Look through the entries below. Say how many lines include "report", with nothing added.

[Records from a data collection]

*** Begin section ***

fn run_command(conn: &mut Connection, command: Command) -> Result<()> {
    match command {
        Command::AddIngredient {
            id,
            name,
            unit,
            allergens,
        } => {
            let mut ingredient = Ingredient::new(&id, &name, &unit);
            ingredient.allergens = allergens
                .split(',')
                .map(str::trim)
                .filter(|a| !a.is_empty())
                .map(str::to_string)
                .collect();
            upsert_ingredient(conn, &ingredient)?;
            println!("Saved ingredient {}", id);
        }
        Command::ListIngredients => {
            for ing in list_ingredients(conn)? {
                let allergens: Vec<&str> = ing.allergens.iter().map(String::as_str).collect();
                println!("{}\t{}\t{}\t[{}]", ing.id, ing.name, ing.unit, allergens.join(", "));
            }
        }
        Command::ImportRecipes { file } => {
            let raw = std::fs::read_to_string(&file)?;
            let recipes: Vec<Recipe> = serde_json::from_str(&raw)?;
            for recipe in &recipes {
                upsert_recipe(conn, recipe)?;
            }
            println!("Imported {} recipe(s) from {}", recipes.len(), file.display());
        }
        Command::ImportMenu { file } => {
            let raw = std::fs::read_to_string(&file)?;
            let items: Vec<MenuItem> = serde_json::from_str(&raw)?;
            for item in &items {
                upsert_menu_item(conn, item)?;
            }
            println!("Imported {} menu item(s) from {}", items.len(), file.display());
        }
        Command::AddPrice {
            book,
            entity_id,
            value,
            vendor,
            location,
        } => {
            let book = parse_book(&book)?;
            let dims = match (vendor, location) {
                (None, None) => None,
                (v, l) => Some(PriceDimensions::new(
                    v.as_deref().unwrap_or("default"),
                    l.as_deref().unwrap_or("default"),
                )),
            };
            let id = add_price(conn, book, &entity_id, value, dims.as_ref())?;
            println!("Recorded price {} for {} (row {})", value, entity_id, id);
        }
        Command::Price {
            book,
            entity_id,
            history,
        } => {
            let book = parse_book(&book)?;
            if history {
                for record in price_history(conn, book, &entity_id)? {
                    println!(
                        "{}\t{}\t{} -> {}\t{}/{}",
                        record.value,
                        record.currency,
                        record.effective_from,
                        record.effective_to.as_deref().unwrap_or("open"),
                        record.vendor_id,
                        record.location_id
                    );
                }
            } else {
                match current_price(conn, book, &entity_id, None)? {
                    Some(record) => println!(
                        "{} {} (effective from {})",
                        record.value, record.currency, record.effective_from
                    ),
                    None => println!("No price recorded for {}", entity_id),
                }
            }
        }
        Command::Cost {
            recipe_id,
            scale,
            desired_yield,
        } => {
            let recipe = get_recipe(conn, &recipe_id)?
                .ok_or_else(|| servit_ops::ServitError::NotFound(recipe_id.clone()))?;
            let ingredients = servit_ops::database::ingredient_map(conn)?;
            let mut cost = compute_cost_and_allergens(conn, &recipe, &ingredients)?;

            if let Some(factor) = requested_scale(scale, desired_yield, recipe.yield_qty) {
                cost = scale_cost(&cost, factor);
                println!("Scale factor: {:.3}", factor.value());
            }

            for line in &cost.lines {
                println!(
                    "{}\t{} {}\t@ {:.4}\t= {:.2}",
                    line.ingredient_name, line.qty, line.unit, line.unit_cost, line.ext_cost
                );
            }
            println!("Total: {:.2}", cost.total);
            println!(
                "Per portion: {:.2}",
                cost_per_portion(conn, &recipe, &ingredients)?
            );
            let allergens: Vec<&str> = cost.allergens.iter().map(String::as_str).collect();
            println!(
                "Allergens: {}",
                if allergens.is_empty() { "None".to_string() } else { allergens.join(", ") }
            );
        }
        Command::Label {
            recipe_id,
            date,
            copies,
        } => {
            let recipe = get_recipe(conn, &recipe_id)?
                .ok_or_else(|| servit_ops::ServitError::NotFound(recipe_id.clone()))?;
            let ingredients = servit_ops::database::ingredient_map(conn)?;
            let cost = compute_cost_and_allergens(conn, &recipe, &ingredients)?;
            let prep_date = parse_date_or_today(date.as_deref())?;
            let allergens = cost.allergens.iter().cloned().collect();
            let label = PrepLabel::for_recipe(&recipe, &allergens, prep_date);

            let mut backend = FileBackend::new(FileBackend::default_path());
            let mut prefs = backend.load()?;
            let copies = copies.unwrap_or(prefs.print_quantity);
            prefs.mark_viewed(&recipe_id);
            backend.save(&prefs)?;

            print!("{}", render_batch(&label, copies));
        }
        Command::Favorite { recipe_id } => {
            let mut backend = FileBackend::new(FileBackend::default_path());
            let mut prefs = backend.load()?;
            let now_favorite = prefs.toggle_favorite(&recipe_id);
            backend.save(&prefs)?;
            if now_favorite {
                println!("Added {} to favorites", recipe_id);
            } else {
                println!("Removed {} from favorites", recipe_id);
            }
        }
        Command::Prefs => {
            let backend = FileBackend::new(FileBackend::default_path());
            let prefs = backend.load()?;
            let favorites: Vec<&str> = prefs.favorites.iter().map(String::as_str).collect();
            println!("Favorites: {}", favorites.join(", "));
            println!("Recently viewed: {}", prefs.recently_viewed.join(", "));
            println!("Print quantity: {}", prefs.print_quantity);
            println!("Role: {}", prefs.role);
        }
        Command::Integrity { fix } => {
            let report = run_scan(conn)?;
            print!("{}", format_report(&report));
            if fix {
                let fixed = apply_auto_fixes(conn, &report)?;
                println!("Applied {} automatic fix(es)", fixed);
            } else if report.auto_fixable() > 0 {
                println!(
                    "{} issue(s) can be fixed automatically; re-run with --fix",
                    report.auto_fixable()
                );
            }
        }
        Command::RecordSale {
            menu_item_id,
            qty,
            price_per_unit,
            date,
            location,
            table,
            server,
        } => {
            let service_date = parse_date_or_today(date.as_deref())?
                .format("%Y-%m-%d")
                .to_string();
            let item = servit_ops::database::get_menu_item(conn, &menu_item_id)?;
            let sale = SaleRecord {
                id: 0,
                menu_item_name: item
                    .as_ref()
                    .map(|i| i.name.clone())
                    .unwrap_or_else(|| menu_item_id.clone()),
                station: item.as_ref().map(|i| i.station.clone()).unwrap_or_default(),
                item_type: item
                    .as_ref()
                    .map(|i| i.item_type.as_str().to_string())
                    .unwrap_or_default(),
                menu_item_id,
                qty,
                price_per_unit,
                line_total: Some(price_per_unit * qty),
                service_date,
                location_id: location,
                table_label: table,
                server_name: server,
            };
            let id = record_sale(conn, &sale)?;
            println!("Recorded sale {} ({:.2})", id, sale.revenue());
        }
        Command::Sales {
            range,
            from,
            to,
            location,
        } => {
            let today = Utc::now().date_naive();
            let range = match (from, to) {
                (Some(from), Some(to)) => DateRange::custom(parse_date(&from)?, parse_date(&to)?),
                (None, None) => DateRange::preset(&range, today).ok_or_else(|| {
                    servit_ops::ServitError::InvalidInput(format!("unknown range preset: {range}"))
                })?,
                _ => {
                    return Err(servit_ops::ServitError::InvalidInput(
                        "--from and --to must be given together".to_string(),
                    ))
                }
            };
            let summary = sales_summary(conn, range, location.as_deref())?;
            println!(
                "Sales: {:.2}  Items: {}  COGS: {:.2}",
                summary.total_sales, summary.total_items, summary.total_cogs
            );
            println!(
                "Food cost: {:.1}% (target {:.0}%, variance {:+.1}%)",
                summary.food_cost_pct,
                servit_ops::sales::TARGET_FOOD_COST_PCT,
                summary.variance_pct
            );
            println!(
                "Tables: {}  Avg check: {:.2}",
                summary.tables_count, summary.avg_check
            );
            if !summary.top_items.is_empty() {
                println!("Top items:");
                for item in &summary.top_items {
                    println!(
                        "  {}\tqty {}\tsales {:.2}\tcogs {:.2}",
                        item.name, item.qty, item.sales, item.cogs
                    );
                }
            }
            for bucket in &summary.by_date {
                println!(
                    "  {}: sales {:.2}, items {}, cogs {:.2}",
                    bucket.key, bucket.sales, bucket.items, bucket.cogs
                );
            }
        }
    }
    Ok(())
}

*** End section ***

— RESULT —
5